__Data__
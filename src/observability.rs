//! Tracing setup for the gateway binary.

use tracing_subscriber::layer::SubscriberExt as _;
use tracing_subscriber::util::SubscriberInitExt as _;
use tracing_subscriber::Layer as _;

/// Install the global subscriber: `RUST_LOG`-style filtering with an `info`
/// default, plain or JSON formatting. Safe to call more than once.
pub fn init(json_logs: bool) {
    let env_filter = tracing_subscriber::EnvFilter::try_from_default_env()
        .unwrap_or_else(|_| tracing_subscriber::EnvFilter::new("info"));

    let fmt_layer = if json_logs {
        tracing_subscriber::fmt::layer().json().boxed()
    } else {
        tracing_subscriber::fmt::layer().with_target(false).boxed()
    };

    let _ = tracing_subscriber::registry()
        .with(env_filter)
        .with(fmt_layer)
        .try_init();
}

__Exercise__
Repeat the material above in full so that each line matches the original exactly.

__Response area__
filename src/observability.rs
//! Tracing setup for the gateway binary.

use tracing_subscriber::layer::SubscriberExt as _;
use tracing_subscriber::util::SubscriberInitExt as _;
use tracing_subscriber::Layer as _;

/// Install the global subscriber: `RUST_LOG`-style filtering with an `info`
/// default, plain or JSON formatting. Safe to call more than once.
pub fn init(json_logs: bool) {
    let env_filter = tracing_subscriber::EnvFilter::try_from_default_env()
        .unwrap_or_else(|_| tracing_subscriber::EnvFilter::new("info"));

    let fmt_layer = if json_logs {
        tracing_subscriber::fmt::layer().json().boxed()
    } else {
        tracing_subscriber::fmt::layer().with_target(false).boxed()
    };

    let _ = tracing_subscriber::registry()
        .with(env_filter)
        .with(fmt_layer)
        .try_init();
}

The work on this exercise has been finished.